5. **Edit the params to match your dataset**  
   Paths, downsampling, thresholds, matching/solver settings, etc.

6. **Run the pipeline**  
   The pipeline script will call the Rhapso components (detection, matching, solver, fusion) in the order defined in the script using the parameters you configured.

---

<br>

## Try Rhapso on Sample Data

The quickest way to get familiar with Rhapso is to run it on a real dataset. We have a small (10GB) Z1 example hosted in a public S3 bucket, so you can access it without special permissions. It’s a good starting point to copy and adapt for your own alignment workflows.

XML (input)
- s3://aind-open-data/HCR_802704_2025-08-30_02-00-00_processed_2025-10-01_21-09-24/image_tile_alignment/single_channel_xmls/channel_488.xml

Image prefix (referenced by the XML)
- s3://aind-open-data/HCR_802704_2025-08-30_02-00-00_processed_2025-10-01_21-09-24/image_radial_correction/

<br>

**Note:** Occasionally we clean up our aind-open-data bucket. If you find this dataset does not exist, please create an issue and we will replace it.

---

<br>

## High Level Approach to Registration, Alignment, and Fusion

This process has a lot of knobs and variations, and when used correctly, can work for a broad range of datasets.

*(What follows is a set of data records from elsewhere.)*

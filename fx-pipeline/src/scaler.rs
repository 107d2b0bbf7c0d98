use ffmpeg_next::{format::Pixel, frame::Video, software::scaling};

/// Converts decoded pictures to planar YUV420P at their own size. The
/// context is rebuilt only when the source format or size changes.
pub struct Scaler {
    context: Option<scaling::Context>,
    source: (Pixel, u32, u32),
}

impl Scaler {
    pub fn new() -> Self {
        Self {
            context: None,
            source: (Pixel::None, 0, 0),
        }
    }

    pub fn needs_conversion(frame: &Video) -> bool {
        frame.format() != Pixel::YUV420P
    }

    pub fn run(&mut self, frame: &Video, dst: &mut Video) -> anyhow::Result<()> {
        let key = (frame.format(), frame.width(), frame.height());
        if self.context.is_none() || self.source != key {
            log::debug!(
                "scaler {:?} {}x{} -> yuv420p",
                key.0,
                key.1,
                key.2
            );
            self.context = Some(scaling::Context::get(
                key.0,
                key.1,
                key.2,
                Pixel::YUV420P,
                key.1,
                key.2,
                scaling::flag::Flags::BILINEAR,
            )?);
            self.source = key;
        }
        let context = self
            .context
            .as_mut()
            .ok_or_else(|| anyhow::anyhow!("scaler context missing"))?;
        context.run(frame, dst)?;
        dst.set_pts(frame.pts());
        Ok(())
    }
}

impl Default for Scaler {
    fn default() -> Self {
        Self::new()
    }
}

unsafe impl Send for Scaler {}
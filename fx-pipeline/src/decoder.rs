use std::collections::HashMap;

use ffmpeg_next::Packet;

use crate::{
    codec::{
        BufferFlags, BufferInfo, CodecCallback, DecoderCodec, MediaBackend, StageState,
        TrackFormat,
    },
    error::{TranscodeError, TranscodeResult},
    frame::RawFrame,
    input::SourceReader,
    scaler::Scaler,
    stream::AvStream,
};

pub const DEFAULT_INPUT_SLOTS: usize = 4;

/// Buffer-exchange decoder over an ffmpeg video decoder.
///
/// Input slots are plain byte buffers handed out by index. Every decoded
/// picture is parked under a fresh output index until the owner releases it.
pub struct AvDecoder {
    name: String,
    candidates: Vec<ffmpeg_next::Codec>,
    decoder: Option<ffmpeg_next::codec::decoder::Video>,
    callback: Option<CodecCallback>,
    inputs: Vec<Vec<u8>>,
    outputs: HashMap<usize, Option<ffmpeg_next::frame::Video>>,
    next_output: usize,
    input_eos: bool,
    output_eos_posted: bool,
    scaler: Scaler,
}

// Only touched from the pipeline thread that owns it.
unsafe impl Send for AvDecoder {}

impl AvDecoder {
    pub fn new(candidates: Vec<ffmpeg_next::Codec>, input_slots: usize) -> Self {
        let name = candidates
            .first()
            .map(|c| c.name().to_string())
            .unwrap_or_default();
        Self {
            name,
            candidates,
            decoder: None,
            callback: None,
            inputs: vec![Vec::new(); input_slots.max(1)],
            outputs: HashMap::new(),
            next_output: 0,
            input_eos: false,
            output_eos_posted: false,
            scaler: Scaler::new(),
        }
    }

    fn open(
        codec: ffmpeg_next::Codec,
        stream: &AvStream,
    ) -> anyhow::Result<ffmpeg_next::codec::decoder::Video> {
        let mut ctx = ffmpeg_next::codec::Context::new_with_codec(codec);
        ctx.set_parameters(stream.parameters().clone())?;
        unsafe {
            // Packets are stamped in microseconds.
            (*ctx.as_mut_ptr()).pkt_timebase = ffmpeg_next::ffi::AVRational {
                num: 1,
                den: 1_000_000,
            };
        }
        let decoder = ctx.decoder().open_as(codec)?.video()?;
        if decoder.width() == 0 || decoder.height() == 0 {
            anyhow::bail!("missing codec parameters");
        }
        Ok(decoder)
    }

    fn decoder_mut(&mut self) -> anyhow::Result<&mut ffmpeg_next::codec::decoder::Video> {
        self.decoder
            .as_mut()
            .ok_or_else(|| anyhow::anyhow!("decoder {} not configured", self.name))
    }

    fn post_output(&mut self, frame: Option<ffmpeg_next::frame::Video>, info: BufferInfo) {
        let index = self.next_output;
        self.next_output += 1;
        self.outputs.insert(index, frame);
        if let Some(callback) = &self.callback {
            callback.output_available(index, info);
        }
    }

    fn send_packet(&mut self, packet: &Packet) -> anyhow::Result<()> {
        loop {
            let sent = self.decoder_mut()?.send_packet(packet);
            match sent {
                Ok(()) => return Ok(()),
                Err(ffmpeg_next::Error::Other { errno })
                    if errno == ffmpeg_next::util::error::EAGAIN =>
                {
                    self.drain()?
                }
                Err(e) => return Err(e.into()),
            }
        }
    }

    fn drain(&mut self) -> anyhow::Result<()> {
        loop {
            let mut frame = ffmpeg_next::frame::Video::empty();
            let received = self.decoder_mut()?.receive_frame(&mut frame);
            match received {
                Ok(()) => {
                    let pts = frame.timestamp().or(frame.pts()).unwrap_or(0);
                    let size = frame.width() as usize * frame.height() as usize * 3 / 2;
                    self.post_output(Some(frame), BufferInfo::new(size, pts, BufferFlags::NONE));
                }
                Err(ffmpeg_next::Error::Eof) => {
                    if self.input_eos && !self.output_eos_posted {
                        self.output_eos_posted = true;
                        log::debug!("decoder {} drained", self.name);
                        self.post_output(None, BufferInfo::end_of_stream(0));
                    }
                    return Ok(());
                }
                Err(ffmpeg_next::Error::Other { errno })
                    if errno == ffmpeg_next::util::error::EAGAIN =>
                {
                    return Ok(());
                }
                Err(e) => return Err(e.into()),
            }
        }
    }
}

impl DecoderCodec for AvDecoder {
    fn name(&self) -> &str {
        &self.name
    }

    fn configure(&mut self, format: &TrackFormat, callback: CodecCallback) -> anyhow::Result<()> {
        let stream = format
            .stream
            .as_ref()
            .ok_or_else(|| anyhow::anyhow!("{} track carries no ffmpeg stream", format.mime))?;
        let mut last_err = None;
        for codec in self.candidates.iter().copied() {
            match Self::open(codec, stream) {
                Ok(decoder) => {
                    log::info!("decoder opened successfully: {}", codec.name());
                    self.name = codec.name().to_string();
                    self.decoder = Some(decoder);
                    break;
                }
                Err(e) => {
                    log::warn!("decoder {} failed: {}, trying next", codec.name(), e);
                    last_err = Some(e);
                }
            }
        }
        if self.decoder.is_none() {
            return Err(last_err.unwrap_or_else(|| {
                anyhow::anyhow!("no decoder available for {}", format.mime)
            }));
        }
        self.callback = Some(callback);
        Ok(())
    }

    fn start(&mut self) -> anyhow::Result<()> {
        self.decoder_mut()?;
        if let Some(callback) = &self.callback {
            for index in 0..self.inputs.len() {
                callback.input_available(index);
            }
        }
        Ok(())
    }

    fn input_buffer(&mut self, index: usize) -> Option<&mut Vec<u8>> {
        self.inputs.get_mut(index)
    }

    fn queue_input_buffer(&mut self, index: usize, info: BufferInfo) -> anyhow::Result<()> {
        if info.size > 0 {
            let data = self
                .inputs
                .get(index)
                .and_then(|buf| buf.get(info.offset..info.offset + info.size))
                .ok_or_else(|| anyhow::anyhow!("input slot {} out of range", index))?;
            let mut packet = Packet::copy(data);
            packet.set_pts(Some(info.presentation_time_us));
            self.send_packet(&packet)?;
        }
        if info.flags.is_end_of_stream() {
            self.input_eos = true;
            self.decoder_mut()?.send_eof()?;
        }
        self.drain()?;
        if !self.input_eos {
            if let Some(callback) = &self.callback {
                callback.input_available(index);
            }
        }
        Ok(())
    }

    fn output_frame(&mut self, index: usize) -> anyhow::Result<Option<RawFrame>> {
        let Some(Some(frame)) = self.outputs.get(&index) else {
            return Ok(None);
        };
        let pts = frame.timestamp().or(frame.pts()).unwrap_or(0);
        if Scaler::needs_conversion(frame) {
            let mut converted = ffmpeg_next::frame::Video::empty();
            self.scaler.run(frame, &mut converted)?;
            RawFrame::from_yuv420p(&converted, pts).map(Some)
        } else {
            RawFrame::from_yuv420p(frame, pts).map(Some)
        }
    }

    fn release_output_buffer(&mut self, index: usize) -> anyhow::Result<()> {
        self.outputs.remove(&index);
        Ok(())
    }

    fn stop(&mut self) -> anyhow::Result<()> {
        self.outputs.clear();
        if let Some(decoder) = self.decoder.as_mut() {
            decoder.flush();
        }
        Ok(())
    }

    fn release(&mut self) {
        self.outputs.clear();
        self.decoder = None;
        self.callback = None;
    }
}

/// What one decoder output event turned out to be.
#[derive(Debug)]
pub enum DecodedOutput {
    Frame(RawFrame),
    EndOfStream,
    /// The codec had nothing to hand out for this index.
    Empty,
}

/// Decoder state machine: pulls units from the source reader when the codec
/// has room and turns output events into frames.
pub struct DecoderStage {
    codec: Option<Box<dyn DecoderCodec>>,
    state: StageState,
    input_eos_sent: bool,
    output_eos_seen: bool,
    units_queued: u64,
    frames_out: u64,
}

impl DecoderStage {
    pub fn new() -> Self {
        Self {
            codec: None,
            state: StageState::Unconfigured,
            input_eos_sent: false,
            output_eos_seen: false,
            units_queued: 0,
            frames_out: 0,
        }
    }

    pub fn configure(
        &mut self,
        backend: &dyn MediaBackend,
        format: &TrackFormat,
        callback: CodecCallback,
    ) -> TranscodeResult<()> {
        if self.state != StageState::Unconfigured {
            return Err(TranscodeError::DecodeFailure(format!(
                "configure in state {:?}",
                self.state
            )));
        }
        log::debug!(
            "decoders supporting {}: {:?}",
            format.mime,
            backend.decoder_names(format)
        );
        let mut codec = backend
            .create_decoder_for(format)
            .map_err(TranscodeError::decode)?;
        let configured = codec.configure(format, callback);
        let name = codec.name().to_string();
        // Keep the codec even on failure so release() reaches it.
        self.codec = Some(codec);
        configured.map_err(TranscodeError::decode)?;
        self.state = StageState::Configured;
        log::info!("decoder {} configured for {}", name, format.mime);
        Ok(())
    }

    pub fn start(&mut self) -> TranscodeResult<()> {
        if self.state != StageState::Configured {
            return Err(TranscodeError::DecodeFailure(format!(
                "start in state {:?}",
                self.state
            )));
        }
        self.codec_mut()?.start().map_err(TranscodeError::decode)?;
        self.state = StageState::Running;
        Ok(())
    }

    pub fn state(&self) -> StageState {
        self.state
    }

    pub fn units_queued(&self) -> u64 {
        self.units_queued
    }

    pub fn frames_out(&self) -> u64 {
        self.frames_out
    }

    pub fn input_eos_sent(&self) -> bool {
        self.input_eos_sent
    }

    pub fn output_eos_seen(&self) -> bool {
        self.output_eos_seen
    }

    fn codec_mut(&mut self) -> TranscodeResult<&mut Box<dyn DecoderCodec>> {
        self.codec
            .as_mut()
            .ok_or_else(|| TranscodeError::DecodeFailure("decoder released".into()))
    }

    /// Fills input slot `index` with the next unit, or with an empty
    /// end-of-stream unit once the reader runs dry.
    pub fn on_input_available(
        &mut self,
        index: usize,
        reader: &mut SourceReader,
    ) -> TranscodeResult<()> {
        if self.input_eos_sent {
            log::debug!("decoder input slot {} ignored after end of stream", index);
            return Ok(());
        }
        let unit = reader.next_unit()?;
        let codec = self.codec_mut()?;
        let buf = codec.input_buffer(index).ok_or_else(|| {
            TranscodeError::DecodeFailure(format!("no decoder input buffer {}", index))
        })?;
        buf.clear();
        let info = match unit {
            Some(unit) => {
                buf.extend_from_slice(&unit.payload);
                let flags = if unit.end_of_stream {
                    BufferFlags::END_OF_STREAM
                } else {
                    BufferFlags::NONE
                };
                BufferInfo::new(unit.size(), unit.presentation_time_us, flags)
            }
            None => BufferInfo::end_of_stream(0),
        };
        codec
            .queue_input_buffer(index, info)
            .map_err(TranscodeError::decode)?;
        if info.size > 0 {
            self.units_queued += 1;
        }
        if info.flags.is_end_of_stream() {
            self.input_eos_sent = true;
            self.state = StageState::Draining;
            log::info!(
                "decoder input end of stream after {} units",
                self.units_queued
            );
        }
        Ok(())
    }

    /// Classifies output `index`. A frame stays owned by the codec until
    /// [`DecoderStage::release_output`] is called for the same index.
    pub fn on_output_available(
        &mut self,
        index: usize,
        info: BufferInfo,
    ) -> TranscodeResult<DecodedOutput> {
        if info.flags.is_end_of_stream() {
            self.output_eos_seen = true;
            self.release_output(index)?;
            log::info!("decoder output end of stream after {} frames", self.frames_out);
            return Ok(DecodedOutput::EndOfStream);
        }
        let frame = self
            .codec_mut()?
            .output_frame(index)
            .map_err(TranscodeError::decode)?;
        match frame {
            Some(mut frame) => {
                frame.presentation_time_us = info.presentation_time_us;
                self.frames_out += 1;
                log::debug!(
                    "decoded frame {} pts {}us",
                    self.frames_out,
                    frame.presentation_time_us
                );
                Ok(DecodedOutput::Frame(frame))
            }
            None => {
                self.release_output(index)?;
                Ok(DecodedOutput::Empty)
            }
        }
    }

    pub fn release_output(&mut self, index: usize) -> TranscodeResult<()> {
        self.codec_mut()?
            .release_output_buffer(index)
            .map_err(TranscodeError::decode)
    }

    pub fn on_error(&self, message: String) -> TranscodeError {
        TranscodeError::DecodeFailure(message)
    }

    pub fn release(&mut self) {
        let Some(mut codec) = self.codec.take() else {
            return;
        };
        if matches!(self.state, StageState::Running | StageState::Draining) {
            if let Err(e) = codec.stop() {
                log::warn!("decoder {} stop error: {}", codec.name(), e);
            }
        }
        codec.release();
        self.state = StageState::Stopped;
        log::debug!("decoder {} released", codec.name());
    }
}

impl Default for DecoderStage {
    fn default() -> Self {
        Self::new()
    }
}

impl Drop for DecoderStage {
    fn drop(&mut self) {
        self.release();
    }
}

#[cfg(test)]
#[path = "decoder_test.rs"]
mod decoder_test;
impl FrameTransformEngine for FakeEngine {
    fn initialize(&mut self) -> anyhow::Result<()> {
        self.log.lock().unwrap().calls.push("initialize");
        if self.fail_init {
            anyhow::bail!("scripted init failure");
        }
        Ok(())
    }

    fn switch_effect(&mut self, slot: &str, path: &str) -> anyhow::Result<()> {
        let mut log = self.log.lock().unwrap();
        log.calls.push("switch_effect");
        log.effects.push((slot.to_string(), path.to_string()));
        Ok(())
    }

    fn set_render_surface(&mut self, surface: Surface, width: u32, height: u32) -> anyhow::Result<()> {
        let mut log = self.log.lock().unwrap();
        log.calls.push("set_render_surface");
        log.surface = Some((width, height));
        self.surface = Some(surface);
        Ok(())
    }

    fn receive_frame(&mut self, frame: &EngineFrame<'_>) -> anyhow::Result<()> {
        {
            let mut log = self.log.lock().unwrap();
            if self.fail_on_frame == Some(log.frames.len()) {
                anyhow::bail!("scripted render failure");
            }
            log.frames.push(SeenFrame {
                width: frame.width,
                height: frame.height,
                orientation: frame.orientation,
                mirror: frame.mirror,
                pixel_stride: frame.pixel_stride,
                data: frame.data.to_vec(),
            });
        }
        let surface = self
            .surface
            .as_mut()
            .ok_or_else(|| anyhow::anyhow!("no surface"))?;
        surface.present(SurfaceFrame::new(2, 2, vec![0u8; SurfaceFrame::expected_len(2, 2)])?)
    }

    fn release(&mut self) {
        self.log.lock().unwrap().released += 1;
        if let Some(mut surface) = self.surface.take() {
            surface.release();
        }
    }
}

**First, figure out what type of alignment you need.**  
- Are there translations to shift to?  
- If so, you’ll likely want to start with a rigid alignment.

Once you’ve run the rigid step, how does your data look?  
- Did the required translations shrink to an acceptable level?  
- If not, try again with new parameters, keeping the questions above in mind.

At this point, the translational part of your alignment should be in good shape. Now ask: **are transformations needed?** If so, you likely need an affine alignment next.

Your dataset should be correctly aligned at this point. If not, there are a number of reasons why, and we have listed some common recurrences and will keep this up to date.

There is a special case in some datasets where the z-stack is very large. In this case, you can use the split-dataset utility, which splits each tile into chunks. Then you can run split-affine alignment, allowing for more precise transformations without such imposing global rails.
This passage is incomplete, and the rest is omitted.